Work task =>
Which lines in the records below contain the word "crate"? Copy each of them.

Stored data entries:
++++++++++++++++++++

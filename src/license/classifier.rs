use crate::license::spdx::{normalize, risk_of_id};
use crate::models::LicenseRisk;

/// Classify a license string into a risk level.
///
/// `A OR B` takes the most permissive side, `A AND B` the most restrictive.
/// `/` is read as `OR`, `WITH` exceptions are ignored.
pub fn classify(license: &str) -> LicenseRisk {
    let trimmed = license.trim();
    if trimmed.is_empty() || trimmed.eq_ignore_ascii_case("unknown") {
        return LicenseRisk::Unknown;
    }

    let lower = trimmed.to_lowercase();
    if lower.contains("proprietary") || lower.contains("commercial") {
        return LicenseRisk::Proprietary;
    }

    let expr = trimmed.replace('/', " OR ");
    expr.split(" OR ")
        .map(|alternative| {
            alternative
                .split(" AND ")
                .map(classify_single)
                .max_by_key(restrictiveness)
                .unwrap_or(LicenseRisk::Unknown)
        })
        .min_by_key(restrictiveness)
        .unwrap_or(LicenseRisk::Unknown)
}

fn classify_single(id: &str) -> LicenseRisk {
    let base = id.split(" WITH ").next().unwrap_or(id);
    let base = base.trim().trim_matches(|c: char| c == '(' || c == ')');
    risk_of_id(&normalize(base))
}

/// Ordering used to combine expression parts. `Unknown` ranks between the
/// copyleft families and proprietary so that `MIT OR Unknown` stays permissive
/// while `MIT AND Unknown` is not.
fn restrictiveness(risk: &LicenseRisk) -> u8 {
    match risk {
        LicenseRisk::Permissive => 0,
        LicenseRisk::WeakCopyleft => 1,
        LicenseRisk::StrongCopyleft => 2,
        LicenseRisk::Unknown => 3,
        LicenseRisk::Proprietary => 4,
    }
}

++++++++++++++++++++

Solution below =>
use crate::license::spdx::{normalize, risk_of_id};
use crate::models::LicenseRisk;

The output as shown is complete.